Mark Bible Study Review
Thomas Klock
The Gospel of Mark in Review
Knowing the Scriptures
STUDIES IN MARK’S GOSPEL
As we have discovered over this season, Mark isn’t the comic book/Reader’s Digest Gospel it appeared on the surface. Certainly, his Greek language wasn’t as skilled as some other writers, but we saw that it was carefully crafted to minister to the needs of his Roman readers. The historical background of the time into which Jesus came served Him to reach Jew and Gentile alike. As we saw, Israel’s commission from the beginning was to be a light to the Gentiles.
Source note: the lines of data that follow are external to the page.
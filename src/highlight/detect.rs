//! Entity detectors
//!
//! Three ordered passes run over a segment: email, phone, generic link.
//! Each pass turns regex matches into attribute writes. The order is fixed
//! because later writes win where matches overlap.

use regex::Regex;
use url::Url;

use crate::config::HighlightConfig;
use crate::text::{Attributes, EditRange};

/// Which detector produced a match
#[derive(Debug, Clone, Copy, PartialEq, Eq, Hash)]
pub enum MatchKind {
    Email,
    Phone,
    Link,
}

impl MatchKind {
    /// Detector order. Later kinds override earlier ones on overlap.
    pub const ORDER: [MatchKind; 3] = [MatchKind::Email, MatchKind::Phone, MatchKind::Link];

    pub fn name(self) -> &'static str {
        match self {
            MatchKind::Email => "email",
            MatchKind::Phone => "phone",
            MatchKind::Link => "link",
        }
    }
}

/// Attribute writes for one detected entity
#[derive(Debug, Clone, PartialEq, Eq)]
pub struct MatchResult {
    pub kind: MatchKind,
    /// Range of the matched text in the full snapshot
    pub range: EditRange,
    pub attributes: Attributes,
}

/// Reset applied to a segment before any match is written
#[derive(Debug, Clone, PartialEq, Eq)]
pub struct Reset {
    pub segment: EditRange,
    /// Attribute set across the whole segment
    pub set: (String, String),
    /// Attribute removed across the whole segment
    pub clear: String,
}

/// A compiled detector pass
#[derive(Debug)]
struct Detector {
    kind: MatchKind,
    regex: Regex,
}

/// Runs the configured detectors over segments of text
#[derive(Debug)]
pub struct PatternMatcher {
    detectors: Vec<Detector>,
    font_key: String,
    font: String,
    link_key: String,
}

impl PatternMatcher {
    /// Compile the detector patterns from `config`
    ///
    /// A pattern that fails to compile disables only its own detector.
    pub fn new(config: &HighlightConfig) -> Self {
        let detectors = MatchKind::ORDER
            .into_iter()
            .filter_map(|kind| {
                let pattern = match kind {
                    MatchKind::Email => &config.patterns.email,
                    MatchKind::Phone => &config.patterns.phone,
                    MatchKind::Link => &config.patterns.link,
                };
                match Regex::new(pattern) {
                    Ok(regex) => Some(Detector { kind, regex }),
                    Err(e) => {
                        tracing::warn!(
                            "Skipping {} detector, pattern failed to compile: {}",
                            kind.name(),
                            e
                        );
                        None
                    }
                }
            })
            .collect();

        Self {
            detectors,
            font_key: config.font_key.clone(),
            font: config.font.clone(),
            link_key: config.link_key.clone(),
        }
    }

    /// Kinds of the detectors that compiled, in run order
    pub fn active_kinds(&self) -> Vec<MatchKind> {
        self.detectors.iter().map(|d| d.kind).collect()
    }

    /// The reset that precedes detection in `segment`: uniform font, no links
    pub fn reset(&self, segment: EditRange) -> Reset {
        Reset {
            segment,
            set: (self.font_key.clone(), self.font.clone()),
            clear: self.link_key.clone(),
        }
    }

    /// Run every active detector over `segment` of `text`
    ///
    /// Matches come back grouped by detector in run order. Detectors search
    /// the whole text starting at the segment, so anchors and word
    /// boundaries see the real neighbours of the segment. Matches that reach
    /// past the segment end are skipped; an invalid segment yields no
    /// matches.
    pub fn detect(&self, text: &str, segment: EditRange) -> Vec<MatchResult> {
        if !segment.is_valid_in(text) {
            tracing::debug!("Not scanning invalid segment {}", segment);
            return Vec::new();
        }

        let end = segment.end();
        let mut results = Vec::new();

        for detector in &self.detectors {
            let mut pos = segment.location;
            while pos < end {
                let Some(found) = detector.regex.find_at(text, pos) else {
                    break;
                };
                if found.start() >= end {
                    break;
                }
                if found.is_empty() || found.end() > end {
                    pos = found.start() + char_len_at(text, found.start());
                    continue;
                }
                pos = found.end();

                let Some(target) = self.link_target(detector.kind, found.as_str()) else {
                    continue;
                };
                let range = EditRange::new(found.start(), found.len());
                tracing::trace!("{} match at {}: {}", detector.kind.name(), range, target);

                let mut attributes = Attributes::new();
                attributes.insert(self.link_key.clone(), target);
                results.push(MatchResult {
                    kind: detector.kind,
                    range,
                    attributes,
                });
            }
        }

        results
    }

    /// Link value for a match, or `None` if the match should be dropped
    fn link_target(&self, kind: MatchKind, matched: &str) -> Option<String> {
        match kind {
            MatchKind::Email => Some(format!("mailto:{}", matched)),
            MatchKind::Phone => Some(format!("tel:{}", matched)),
            MatchKind::Link => match Url::parse(matched) {
                Ok(url) => Some(url.to_string()),
                Err(e) => {
                    tracing::debug!("Dropping link match {:?}: {}", matched, e);
                    None
                }
            },
        }
    }
}

fn char_len_at(text: &str, index: usize) -> usize {
    text[index..].chars().next().map_or(1, char::len_utf8)
}
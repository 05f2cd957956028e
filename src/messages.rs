//! Message types for the Elm-style host protocol
//!
//! Hosts with an event loop can drive an [`EditSession`](crate::session::EditSession)
//! by feeding it these messages through [`update`](crate::update::update).

use crate::text::{EditRange, StyledText};

/// Notifications a host sends to its edit session
#[derive(Debug, Clone)]
pub enum SessionMsg {
    /// `range` is about to be replaced by `replacement_len` code units
    WillChange {
        range: EditRange,
        replacement_len: usize,
    },
    /// The mutation was applied; carries the full current text
    DidChange(StyledText),
    /// The user activated `range`, whose target is `uri`
    Interact {
        text: StyledText,
        range: EditRange,
        uri: String,
    },
}

// Convenience constructors for common messages
impl SessionMsg {
    /// Pre-change message for inserting `text` at `offset`
    pub fn insert(offset: usize, text: &str) -> Self {
        SessionMsg::WillChange {
            range: EditRange::caret(offset),
            replacement_len: text.len(),
        }
    }

    /// Pre-change message for deleting `range`
    pub fn delete(range: EditRange) -> Self {
        SessionMsg::WillChange {
            range,
            replacement_len: 0,
        }
    }
}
After the Babylonian captivity, they had become withdrawn from the world and had begun replacing the Word of God with man’s opinions and interpretations, actually corrupting its meaning. But the world was also at the perfect place for the easy spread of Christianity due to common language and familiar culture (Greek), well constructed roads, easy travel, and so on. It was the right time for God to make available a new relationship with Him:
But when the fullness of the time had come, God sent forth His Son, born of a woman, born under the law, to redeem those who were under the law, that we might receive the adoption as sons. And because you are sons, God has sent forth the Spirit of His Son into your hearts, crying out, "Abba, Father!" Therefore you are no longer a slave but a son, and if a son, then an heir of God through Christ. (Galatians 4:4–7, nkjv).